2. Bu da bizi, Güzel'in yazısındaki bir diğer eleştirilmesi gereken noktaya getirmektedir. Son zamanların moda hâline gelen deyişiyle soralım, "Velev ki mütekabiliyet olsa", Heybeliada Ruhban Okulu'na tekâbül edecek okul ne olabilir ki, Yunanistan da böyle bir okul açsın? Güzel'in cevabı gerçekten güzel: Ruhban Okulu'nun Türkiye'de açılmasına karşılık Yunanistan'da da "İslâmi İlimler Fakültesi" veya "Yüksek İslâm Enstitüsü" açılmalıdır.

Güzel, böyle bir "mütekâbiliyet" kurarken, herhâlde bu okullardan mezun olacaklara dâir –hâşâ!– "Müslüman ruhban" çağrışımını yaratmayı aklından geçirmiş olamaz. Bence, Güzel'in yazısı, bu konuda ABD ve AB'nin arabuluculuk yapması talebini de içermesiyle birlikte, aslında "Heybeliada Ruhban Okulu nasıl açılamaz?" sorusuna örnek bir cevap olarak okunmalıdır.

Kanımca, 1844'te kurulmuş ve "Cumhuriyet'imizin namusu" Lozan'ın 40. maddesinin güvencesi altındayken, 1974'te alevlenen Kıbrıs sorunu atmosferine kurban giden ve bugün hâlâ aynı dar milliyetçi açıdan değerlendirmelere tâbi kılınan Ruhban Okulu, Lozan'a uygun olarak ve Patrikhane'nin istediği gibi açılmalıdır.

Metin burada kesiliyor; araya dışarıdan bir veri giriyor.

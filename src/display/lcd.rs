// Copyright (c) 2026 bad-antics
// Licensed under the MIT License. See LICENSE file in the project root.

//! JHD1313M1 16x2 character LCD with RGB backlight
//!
//! Two I2C targets: an HD44780-compatible character controller and a PCA9633
//! style backlight driver.

#[cfg(feature = "hardware")]
use std::thread::sleep;
#[cfg(feature = "hardware")]
use std::time::Duration;

#[cfg(feature = "hardware")]
use anyhow::{Context, Result};
#[cfg(feature = "hardware")]
use i2cdev::core::I2CDevice;
#[cfg(feature = "hardware")]
use i2cdev::linux::LinuxI2CDevice;
#[cfg(feature = "hardware")]
use tracing::info;

#[cfg(feature = "hardware")]
use super::DisplayDevice;

/// Character controller address
pub const LCD_ADDRESS: u16 = 0x3E;

/// Backlight controller address
pub const RGB_ADDRESS: u16 = 0x62;

/// Visible characters per row
pub const LCD_COLUMNS: usize = 16;

const CONTROL_COMMAND: u8 = 0x80;
const CONTROL_DATA: u8 = 0x40;

const CMD_CLEAR: u8 = 0x01;
const CMD_ENTRY_MODE_SET: u8 = 0x04;
const CMD_DISPLAY_CONTROL: u8 = 0x08;
const CMD_FUNCTION_SET: u8 = 0x20;

const ENTRY_LEFT: u8 = 0x02;
const DISPLAY_ON: u8 = 0x04;
const TWO_LINE: u8 = 0x08;

const ROW_OFFSETS: [u8; 2] = [0x80, 0xC0];

const REG_MODE1: u8 = 0x00;
const REG_MODE2: u8 = 0x01;
const REG_BLUE: u8 = 0x02;
const REG_GREEN: u8 = 0x03;
const REG_RED: u8 = 0x04;
const REG_OUTPUT: u8 = 0x08;

/// DDRAM address command for a cursor position
pub fn cursor_command(row: u8, col: u8) -> u8 {
    let offset = ROW_OFFSETS[usize::from(row.min(1))];
    offset | (col & 0x3F)
}

/// JHD1313M1 RGB LCD
#[cfg(feature = "hardware")]
pub struct Jhd1313m1 {
    lcd: LinuxI2CDevice,
    rgb: LinuxI2CDevice,
}

#[cfg(feature = "hardware")]
impl Jhd1313m1 {
    /// Open both controllers and run the power-on initialisation
    pub fn open(bus: u8, lcd_address: u16, rgb_address: u16) -> Result<Self> {
        let path = format!("/dev/i2c-{}", bus);
        let lcd = LinuxI2CDevice::new(&path, lcd_address)
            .with_context(|| format!("opening LCD at {} 0x{:02X}", path, lcd_address))?;
        let rgb = LinuxI2CDevice::new(&path, rgb_address)
            .with_context(|| format!("opening backlight at {} 0x{:02X}", path, rgb_address))?;

        let mut display = Self { lcd, rgb };
        display.init()?;
        info!("LCD ready on {} (0x{:02X}/0x{:02X})", path, lcd_address, rgb_address);
        Ok(display)
    }

    fn init(&mut self) -> Result<()> {
        sleep(Duration::from_millis(50));
        self.command(CMD_FUNCTION_SET | TWO_LINE)?;
        sleep(Duration::from_micros(4500));
        self.command(CMD_FUNCTION_SET | TWO_LINE)?;
        sleep(Duration::from_micros(150));
        self.command(CMD_FUNCTION_SET | TWO_LINE)?;

        self.command(CMD_DISPLAY_CONTROL | DISPLAY_ON)?;
        self.command(CMD_CLEAR)?;
        sleep(Duration::from_millis(2));
        self.command(CMD_ENTRY_MODE_SET | ENTRY_LEFT)?;

        self.backlight_register(REG_MODE1, 0x00)?;
        self.backlight_register(REG_MODE2, 0x00)?;
        // All LED outputs under individual PWM control
        self.backlight_register(REG_OUTPUT, 0xAA)?;
        Ok(())
    }

    fn command(&mut self, value: u8) -> Result<()> {
        self.lcd
            .write(&[CONTROL_COMMAND, value])
            .context("LCD command write")
    }

    fn backlight_register(&mut self, register: u8, value: u8) -> Result<()> {
        self.rgb
            .smbus_write_byte_data(register, value)
            .with_context(|| format!("backlight register 0x{:02X}", register))
    }
}

#[cfg(feature = "hardware")]
impl DisplayDevice for Jhd1313m1 {
    fn set_cursor(&mut self, row: u8, col: u8) -> Result<()> {
        self.command(cursor_command(row, col))
    }

    fn set_color(&mut self, r: u8, g: u8, b: u8) -> Result<()> {
        self.backlight_register(REG_RED, r)?;
        self.backlight_register(REG_GREEN, g)?;
        self.backlight_register(REG_BLUE, b)
    }

    fn write_text(&mut self, text: &str) -> Result<()> {
        for byte in text.bytes() {
            self.lcd
                .write(&[CONTROL_DATA, byte])
                .context("LCD data write")?;
        }
        Ok(())
    }
}

#[cfg(test)]
mod tests {
    use super::*;

    #[test]
    fn test_cursor_command() {
        assert_eq!(cursor_command(0, 0), 0x80);
        assert_eq!(cursor_command(0, 5), 0x85);
        assert_eq!(cursor_command(1, 0), 0xC0);
        assert_eq!(cursor_command(1, 15), 0xCF);
    }
}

Böylece, hem Türkiye'de reform sürecinin önünü tıkayan dar milliyetçi zihniyet kalıplarını besleyen bir sorun ortadan kalkmış, hem Türkiye demokrasisinin çağdaş çokkültürlülük standartlarıyla uyumlu hâle gelmesi yönünde çok önemli bir adım atılmış olur.